What alternative response do you want from her? What can she possibly do?

It sounds like you are very angry with your daughter for living near her MIL.

The best and most sensible option is for you to visit as often as possible, phone and skype them, write and send postcards and photos to the child, and make the time that you do spend with them worth it. How do you think most people in the world who live far from their children get by?

Though to be honest it sounds like you are going to choose to throw tantrums out of jealousy and spite, which is obviously going to push your daughter away from you, so that you can then be angry and feel justified and hard done by.

BusterTank Wed 06-Feb-19 10:25:56

I bet you brought your daughter up to have a mind of her own . I also bet she would listen to your advise more even if it's over the phone . As for seeing grandchild , do have a computer ? If not invest in one , then you will be able to Skype and see your grandchild everyday and wouldn't miss out on thing . Or wait for a family member with a smart phone and Skype while they are there . Don't upset yourself , I'm sure your daughter would feel really guilty if she knew. I hope everything turns out well for you .

georgia101 Wed 06-Feb-19 10:46:11

I'm afraid you are the one who is throwing away your relationship with your daughter and grandchild. There is a lot of technology available now so you can see and talk with your family very regularly, and so your grandchild will recognise you when you do get to see them in person. Make the most of your opportunities and be a loving grandma and mum, and you won't miss out. It's up to you to put in the effort, and then you will reap what you sow.

GabriellaG54 Wed 06-Feb-19 10:50:22

Why not get cheap flights instead of taking your car. Or get a foot passenger ticket on a ferry. Even buying a senior railcard would enable cheap travel to Liverpool and ferry across. There will always be obstacles if you look for them.

DancesWithOtters Wed 06-Feb-19 10:53:22

You can get easy jet flights from London for £47 or from Manchester for £60.

lilihu Wed 06-Feb-19 10:53:38

I feel this is a good example of self-fulfilling prophecy.
You imagine estrangement, obsess over it by actively looking for any little comment that supports your fears.
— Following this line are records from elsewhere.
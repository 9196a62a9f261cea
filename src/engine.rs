use crate::models::{MatchKey, MatchedPair, Transaction, TransactionHandle};
use crate::store::TransactionStore;
use std::collections::{HashMap, HashSet};
use tracing::debug;

type Entry<'a> = (TransactionHandle, &'a Transaction);

/// Transactions sharing a match key, keyed in order of first appearance
#[derive(Default)]
struct KeyGroups<'a> {
    order: Vec<MatchKey>,
    groups: HashMap<MatchKey, Vec<Entry<'a>>>,
}

impl<'a> KeyGroups<'a> {
    fn push(&mut self, entry: Entry<'a>) {
        let key = entry.1.match_key();
        match self.groups.get_mut(&key) {
            Some(group) => group.push(entry),
            None => {
                self.order.push(key.clone());
                self.groups.insert(key, vec![entry]);
            }
        }
    }

    fn get(&self, key: &MatchKey) -> &[Entry<'a>] {
        self.groups.get(key).map(Vec::as_slice).unwrap_or(&[])
    }

    fn iter(&self) -> impl Iterator<Item = (&MatchKey, &[Entry<'a>])> {
        self.order.iter().map(move |key| (key, self.get(key)))
    }
}

/// Matched pairs and the leftover transactions from a single pass
#[derive(Debug, Clone, PartialEq)]
pub struct Reconciliation<'a> {
    pub pairs: Vec<MatchedPair>,
    pub unmatched: Vec<&'a Transaction>,
}

/// Read-only matcher over a store snapshot
pub struct MatchingEngine<'a> {
    store: &'a TransactionStore,
}

impl<'a> MatchingEngine<'a> {
    pub fn new(store: &'a TransactionStore) -> Self {
        Self { store }
    }

    /// Pair every sale with a refund of the same key, positionally by insertion order
    pub fn find_matched_pairs(&self) -> Vec<MatchedPair> {
        let (sales, refunds) = self.partition();

        let mut pairs = Vec::new();
        for (key, sale_group) in sales.iter() {
            let refund_group = refunds.get(key);

            // i-th sale with i-th refund; the longer side's surplus stays unpaired
            let paired = sale_group.len().min(refund_group.len());
            for i in 0..paired {
                let (sale_handle, sale) = sale_group[i];
                let (refund_handle, refund) = refund_group[i];

                pairs.push(MatchedPair {
                    invoice: sale.origin_document().to_string(),
                    sale_handle,
                    sale: sale.clone(),
                    refund_handle,
                    refund: refund.clone(),
                });
            }
        }

        debug!(
            "Matched {} pairs across {} sale keys",
            pairs.len(),
            sales.order.len()
        );

        pairs
    }

    /// Every stored transaction that is not part of a matched pair
    pub fn find_unmatched(&self) -> Vec<&'a Transaction> {
        let pairs = self.find_matched_pairs();
        self.unmatched_given(&pairs)
    }

    /// Pairs and unmatched transactions computed from one matching pass
    pub fn reconcile(&self) -> Reconciliation<'a> {
        let pairs = self.find_matched_pairs();
        let unmatched = self.unmatched_given(&pairs);
        Reconciliation { pairs, unmatched }
    }

    fn unmatched_given(&self, pairs: &[MatchedPair]) -> Vec<&'a Transaction> {
        let matched: HashSet<TransactionHandle> = pairs
            .iter()
            .flat_map(|pair| [pair.sale_handle, pair.refund_handle])
            .collect();

        self.store
            .entries()
            .filter(|(handle, _)| !matched.contains(handle))
            .map(|(_, tx)| tx)
            .collect()
    }

    /// Split the store into sale and refund groups keyed by match key
    fn partition(&self) -> (KeyGroups<'a>, KeyGroups<'a>) {
        let mut sales = KeyGroups::default();
        let mut refunds = KeyGroups::default();

        for entry in self.store.entries() {
            if entry.1.is_sale() {
                sales.push(entry);
            } else {
                refunds.push(entry);
            }
        }

        (sales, refunds)
    }
}

#[cfg(test)]
mod tests {
    use super::*;
    use crate::models::ReversalFlag;
    use rust_decimal::Decimal;
    use rust_decimal_macros::dec;

    // Helper function to create a sale transaction
    fn create_sale(product: i64, company: i64, document: &str, amount: Decimal) -> Transaction {
        Transaction::new(product, company, ReversalFlag::Sale, document, amount)
    }

    // Helper function to create a refund transaction
    fn create_refund(product: i64, company: i64, document: &str, amount: Decimal) -> Transaction {
        Transaction::new(product, company, ReversalFlag::Refund, document, amount)
    }

    fn store_with(transactions: Vec<Transaction>) -> TransactionStore {
        let mut store = TransactionStore::new();
        store.extend(transactions);
        store
    }

    #[test]
    fn test_empty_store() {
        let store = TransactionStore::new();
        let engine = MatchingEngine::new(&store);

        assert!(engine.find_matched_pairs().is_empty());
        assert!(engine.find_unmatched().is_empty());
    }

    #[test]
    fn test_single_pair() {
        let store = store_with(vec![
            create_sale(200, 3, "33333", dec!(40)),
            create_refund(200, 3, "33333", dec!(40)),
        ]);
        let engine = MatchingEngine::new(&store);

        let pairs = engine.find_matched_pairs();
        assert_eq!(pairs.len(), 1);
        assert_eq!(pairs[0].invoice, "33333");
        assert_eq!(pairs[0].sale.product_code(), 200);
        assert_eq!(pairs[0].sale.company_code(), 3);
        assert!(pairs[0].sale.is_sale());
        assert!(pairs[0].refund.is_refund());
        assert_eq!(pairs[0].sale_handle, 1);
        assert_eq!(pairs[0].refund_handle, 2);

        assert!(engine.find_unmatched().is_empty());
    }

    #[test]
    fn test_surplus_sale_is_unmatched() {
        let store = store_with(vec![
            create_sale(200, 3, "A", dec!(10)),
            create_sale(200, 3, "A", dec!(20)),
            create_refund(200, 3, "A", dec!(30)),
        ]);
        let engine = MatchingEngine::new(&store);

        let pairs = engine.find_matched_pairs();
        assert_eq!(pairs.len(), 1);
        // First sale by insertion order takes the refund
        assert_eq!(pairs[0].sale.amount(), dec!(10));

        let unmatched = engine.find_unmatched();
        assert_eq!(unmatched.len(), 1);
        assert!(unmatched[0].is_sale());
        assert_eq!(unmatched[0].amount(), dec!(20));
    }

    #[test]
    fn test_surplus_refunds_are_unmatched() {
        let store = store_with(vec![
            create_refund(300, 2, "B", dec!(1)),
            create_sale(300, 2, "B", dec!(2)),
            create_refund(300, 2, "B", dec!(3)),
            create_refund(300, 2, "B", dec!(4)),
        ]);
        let engine = MatchingEngine::new(&store);

        let pairs = engine.find_matched_pairs();
        assert_eq!(pairs.len(), 1);
        assert_eq!(pairs[0].refund.amount(), dec!(1));

        let unmatched: Vec<Decimal> = engine.find_unmatched().iter().map(|tx| tx.amount()).collect();
        assert_eq!(unmatched, vec![dec!(3), dec!(4)]);
    }

    #[test]
    fn test_positional_pairing_bound() {
        for (m, n) in [(0, 3), (3, 0), (2, 5), (5, 2), (4, 4)] {
            let mut transactions = Vec::new();
            for i in 0..m {
                transactions.push(create_sale(1, 1, "K", Decimal::from(i)));
            }
            for i in 0..n {
                transactions.push(create_refund(1, 1, "K", Decimal::from(i)));
            }
            let store = store_with(transactions);
            let engine = MatchingEngine::new(&store);

            assert_eq!(engine.find_matched_pairs().len(), m.min(n));
            assert_eq!(engine.find_unmatched().len(), m.abs_diff(n));
        }
    }

    #[test]
    fn test_key_components_must_all_match() {
        let store = store_with(vec![
            create_sale(200, 3, "X", dec!(10)),
            create_refund(201, 3, "X", dec!(10)),
            create_refund(200, 4, "X", dec!(10)),
            create_refund(200, 3, "Y", dec!(10)),
        ]);
        let engine = MatchingEngine::new(&store);

        assert!(engine.find_matched_pairs().is_empty());
        assert_eq!(engine.find_unmatched().len(), 4);
    }

    #[test]
    fn test_multiple_keys() {
        let store = store_with(vec![
            create_sale(200, 3, "33333", dec!(40)),
            create_sale(300, 2, "44444", dec!(20)),
            create_refund(300, 2, "44444", dec!(20)),
            create_refund(200, 3, "33333", dec!(40)),
            create_sale(500, 1, "55555", dec!(70)),
        ]);
        let engine = MatchingEngine::new(&store);

        let pairs = engine.find_matched_pairs();
        let invoices: Vec<&str> = pairs.iter().map(|pair| pair.invoice.as_str()).collect();
        // Keys are visited in order of the first sale seen
        assert_eq!(invoices, vec!["33333", "44444"]);

        let unmatched = engine.find_unmatched();
        assert_eq!(unmatched.len(), 1);
        assert_eq!(unmatched[0].origin_document(), "55555");
    }

    #[test]
    fn test_matching_is_deterministic() {
        let store = store_with(vec![
            create_sale(1, 1, "A", dec!(1)),
            create_refund(1, 1, "A", dec!(2)),
            create_sale(2, 1, "B", dec!(3)),
            create_sale(2, 1, "B", dec!(4)),
            create_refund(2, 1, "B", dec!(5)),
            create_refund(3, 1, "C", dec!(6)),
        ]);
        let engine = MatchingEngine::new(&store);

        assert_eq!(engine.find_matched_pairs(), engine.find_matched_pairs());
        assert_eq!(engine.find_unmatched(), engine.find_unmatched());
    }

    #[test]
    fn test_every_transaction_in_exactly_one_partition() {
        let store = store_with(vec![
            create_sale(1, 1, "A", dec!(1)),
            create_sale(1, 1, "A", dec!(1)),
            create_refund(1, 1, "A", dec!(1)),
            create_refund(2, 2, "B", dec!(1)),
            create_refund(2, 2, "B", dec!(1)),
            create_sale(2, 2, "B", dec!(1)),
            create_sale(3, 3, "C", dec!(1)),
        ]);
        let engine = MatchingEngine::new(&store);

        let result = engine.reconcile();
        let mut seen: Vec<TransactionHandle> = result
            .pairs
            .iter()
            .flat_map(|pair| [pair.sale_handle, pair.refund_handle])
            .collect();
        let matched_count = seen.len();
        seen.sort_unstable();
        seen.dedup();
        assert_eq!(seen.len(), matched_count, "a transaction was paired twice");

        assert_eq!(matched_count + result.unmatched.len(), store.size());
        assert_eq!(result.pairs, engine.find_matched_pairs());
        assert_eq!(result.unmatched, engine.find_unmatched());
    }
}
You then grow your fears into jealousy and resentment, blinding yourself to any solutions or thoughts of making the best of the situation. You refuse to acknowledge that there could be pleasure in building a relationship that isn’t exactly what you would prefer.
All this bitterness, resentment and jealousy makes your family glad they don’t live nearer and grandchild grows up thinking you are bitter, resentful and think more about yourself than them.
End result Is estrangement brought on purely by your own prophesies.
As many other wise people on here suggest, when you can’t control the situation or circumstances, you can try to control your reactions and behaviours.

annodomini Wed 06-Feb-19 10:53:57

Izabella has given practical advice if that is what you want, silvercat. Alternatively, there are cheap flights to the Isle of Man from a number of UK airports, if it is practicable for you to leave your car behind. Would your DD or SiL meet you at the airport? The ferry is not the only way.
Have you also thought that your DD and your GC could visit you instead?